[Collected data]
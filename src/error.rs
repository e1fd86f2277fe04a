//! Error taxonomy for quote operations.
//!
//! Infrastructure code (file IO, config) returns `anyhow::Result` with context
//! strings. Operations whose callers react differently per failure kind return
//! [`QuoteError`] instead.

/// Errors surfaced to the user by quote store, transfer and sync operations.
#[derive(Debug, Clone, PartialEq, Eq, thiserror::Error)]
pub enum QuoteError {
    /// Empty text or category on add. No state change.
    #[error("Invalid quote: {0}")]
    Validation(String),

    /// Import payload is not JSON or not a top-level array.
    #[error("Malformed quotes file: {0}")]
    Format(String),

    /// Remote fetch or push failed.
    #[error("Network request failed: {0}")]
    Network(String),

    /// Persisted data could not be read or written.
    #[error("Storage error: {0}")]
    Storage(String),
}

impl QuoteError {
    /// Wrap an `anyhow` chain as a storage error, keeping every context layer.
    pub fn storage(err: &anyhow::Error) -> Self {
        Self::Storage(format!("{err:#}"))
    }
}

impl From<reqwest::Error> for QuoteError {
    fn from(err: reqwest::Error) -> Self {
        if err.is_decode() {
            Self::Network(format!("unexpected response body: {err}"))
        } else {
            Self::Network(err.to_string())
        }
    }
}
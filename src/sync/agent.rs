//! # Sync Agent
//!
//! Fetches remote records on a schedule and pushes newly added quotes.
//!
//! Network work runs on spawned tokio tasks that never touch the store; their
//! results come back as [`SyncMessage`]s over a channel and are applied by the
//! owner of the store (the event loop). Overlapping fetches are allowed: each
//! carries its own snapshot and merging is idempotent.

use super::transport::{OutgoingRecord, RemoteRecord, Transport};
use crate::config::Config;
use crate::error::QuoteError;
use crate::quote::{Quote, QuoteStore};
use std::sync::Arc;
use std::time::{Duration, Instant};
use tokio::sync::mpsc::{self, UnboundedReceiver, UnboundedSender};

/// Whether a fetch is currently in flight
#[derive(Debug, Clone, Copy, PartialEq, Eq)]
pub enum SyncState {
    Idle,
    Syncing,
}

/// Source of the current time for the sync schedule
pub trait Clock {
    fn now(&self) -> Instant;
}

/// Wall clock
#[derive(Debug, Clone, Copy, Default)]
pub struct SystemClock;

impl Clock for SystemClock {
    fn now(&self) -> Instant {
        Instant::now()
    }
}

/// Fixed-interval schedule. The first poll is always due (sync at startup).
#[derive(Debug, Clone)]
pub struct SyncSchedule {
    interval: Duration,
    next_due: Option<Instant>,
}

impl SyncSchedule {
    pub fn new(interval: Duration) -> Self {
        Self {
            interval,
            next_due: None,
        }
    }

    pub fn interval(&self) -> Duration {
        self.interval
    }

    /// Returns true when a run is due at `now`, and schedules the next one
    pub fn poll(&mut self, now: Instant) -> bool {
        match self.next_due {
            Some(due) if now < due => false,
            _ => {
                self.next_due = Some(now + self.interval);
                true
            }
        }
    }

    /// Time left before the next run (zero if one is due)
    pub fn remaining(&self, now: Instant) -> Duration {
        self.next_due
            .map(|due| due.saturating_duration_since(now))
            .unwrap_or_default()
    }
}

/// Result of a network task, delivered to the store owner
#[derive(Debug, Clone, PartialEq, Eq)]
pub enum SyncMessage {
    /// A fetch finished; `Ok` holds the mapped candidates
    Fetched(Result<Vec<Quote>, QuoteError>),
    /// A push finished
    Pushed {
        quote: Quote,
        result: Result<(), QuoteError>,
    },
}

/// Outcome of merging one fetched snapshot
#[derive(Debug, Clone, Copy, PartialEq, Eq)]
pub struct SyncReport {
    pub fetched: usize,
    pub added: usize,
}

/// Map remote records to quotes: `title` becomes the text, `category` is fixed.
///
/// At most `limit` records are considered; records with a blank title are dropped.
pub fn map_records(records: Vec<RemoteRecord>, limit: usize, category: &str) -> Vec<Quote> {
    records
        .into_iter()
        .take(limit)
        .filter_map(|r| Quote::new(&r.title, category).ok())
        .collect()
}

/// Merge a fetched snapshot into the store
pub fn apply_fetch(
    store: &mut QuoteStore,
    fetched: Result<Vec<Quote>, QuoteError>,
) -> Result<SyncReport, QuoteError> {
    let candidates = fetched?;
    let fetched = candidates.len();
    let added = store.merge(candidates)?;
    tracing::info!(fetched, added, "sync merged");
    Ok(SyncReport { fetched, added })
}

pub struct SyncAgent<T: Transport> {
    transport: Arc<T>,
    limit: usize,
    category: String,
    schedule: Option<SyncSchedule>,
    in_flight: usize,
    tx: UnboundedSender<SyncMessage>,
    rx: UnboundedReceiver<SyncMessage>,
}

impl<T: Transport> SyncAgent<T> {
    /// Build an agent from config. The schedule is disabled when
    /// `sync_enabled` is false; manual syncs still work.
    pub fn new(transport: T, config: &Config) -> Self {
        let (tx, rx) = mpsc::unbounded_channel();
        Self {
            transport: Arc::new(transport),
            limit: config.max_remote_records,
            category: config.remote_category.clone(),
            schedule: config
                .sync_enabled
                .then(|| SyncSchedule::new(config.sync_interval())),
            in_flight: 0,
            tx,
            rx,
        }
    }

    pub fn state(&self) -> SyncState {
        if self.in_flight > 0 {
            SyncState::Syncing
        } else {
            SyncState::Idle
        }
    }

    pub fn schedule(&self) -> Option<&SyncSchedule> {
        self.schedule.as_ref()
    }

    /// Fetch and map remote records without touching any store
    pub async fn fetch(&self) -> Result<Vec<Quote>, QuoteError> {
        fetch_quotes(self.transport.as_ref(), self.limit, &self.category).await
    }

    /// Start a fetch if the schedule says one is due. Returns true if started.
    pub fn tick(&mut self, now: Instant) -> bool {
        let due = self
            .schedule
            .as_mut()
            .is_some_and(|schedule| schedule.poll(now));
        if due {
            self.start_sync();
        }
        due
    }

    /// Spawn a fetch task. Must be called inside a tokio runtime.
    pub fn start_sync(&mut self) {
        self.in_flight += 1;
        tracing::debug!(in_flight = self.in_flight, "sync started");

        let transport = Arc::clone(&self.transport);
        let limit = self.limit;
        let category = self.category.clone();
        let tx = self.tx.clone();

        tokio::spawn(async move {
            let result = fetch_quotes(transport.as_ref(), limit, &category).await;
            // Receiver gone means the app is shutting down
            let _ = tx.send(SyncMessage::Fetched(result));
        });
    }

    /// Spawn a best-effort push of `quote`. Must be called inside a tokio runtime.
    pub fn start_push(&self, quote: Quote) {
        let transport = Arc::clone(&self.transport);
        let tx = self.tx.clone();

        tokio::spawn(async move {
            let record = OutgoingRecord::from(&quote);
            let result = transport.submit_record(&record).await;
            if let Err(e) = &result {
                tracing::warn!(error = %e, "push failed");
            }
            let _ = tx.send(SyncMessage::Pushed { quote, result });
        });
    }

    /// Next finished task, if any, without waiting
    pub fn try_recv(&mut self) -> Option<SyncMessage> {
        let message = self.rx.try_recv().ok()?;
        self.account(&message);
        Some(message)
    }

    /// Wait for the next finished task
    pub async fn recv(&mut self) -> Option<SyncMessage> {
        let message = self.rx.recv().await?;
        self.account(&message);
        Some(message)
    }

    fn account(&mut self, message: &SyncMessage) {
        if matches!(message, SyncMessage::Fetched(_)) {
            self.in_flight = self.in_flight.saturating_sub(1);
        }
    }
}

async fn fetch_quotes<T: Transport>(
    transport: &T,
    limit: usize,
    category: &str,
) -> Result<Vec<Quote>, QuoteError> {
    match transport.fetch_records().await {
        Ok(records) => Ok(map_records(records, limit, category)),
        Err(e) => {
            tracing::warn!(error = %e, "sync fetch failed");
            Err(e)
        }
    }
}

#[cfg(test)]
mod tests {
    use super::*;

    fn record(title: &str) -> RemoteRecord {
        RemoteRecord {
            id: None,
            title: title.to_string(),
            body: None,
            user_id: None,
        }
    }

    #[test]
    fn test_schedule_first_poll_is_due() {
        let start = Instant::now();
        let mut schedule = SyncSchedule::new(Duration::from_secs(30));

        assert!(schedule.poll(start));
        assert!(!schedule.poll(start + Duration::from_secs(29)));
        assert_eq!(
            schedule.remaining(start + Duration::from_secs(10)),
            Duration::from_secs(20)
        );
        assert!(schedule.poll(start + Duration::from_secs(30)));
        assert!(!schedule.poll(start + Duration::from_secs(31)));
    }

    #[test]
    fn test_map_records_limits_and_labels() {
        let records = vec![record("one"), record("  "), record("three"), record("four")];
        let quotes = map_records(records, 3, "server");

        assert_eq!(
            quotes,
            vec![
                Quote::new("one", "server").unwrap(),
                Quote::new("three", "server").unwrap(),
            ]
        );
    }

    #[test]
    fn test_apply_fetch_error_leaves_store_unchanged() {
        let mut store = QuoteStore::with_quotes(
            Arc::new(crate::storage::MemoryStore::new()),
            vec![Quote::new("A", "x").unwrap()],
        );

        let result = apply_fetch(&mut store, Err(QuoteError::Network("offline".to_string())));
        assert_eq!(result, Err(QuoteError::Network("offline".to_string())));
        assert_eq!(store.len(), 1);
    }
}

Task → Return only the lines of the records in which the string "candidates" appears.

Answer space →
    /// A fetch finished; `Ok` holds the mapped candidates
    let candidates = fetched?;
    let fetched = candidates.len();
    let added = store.merge(candidates)?;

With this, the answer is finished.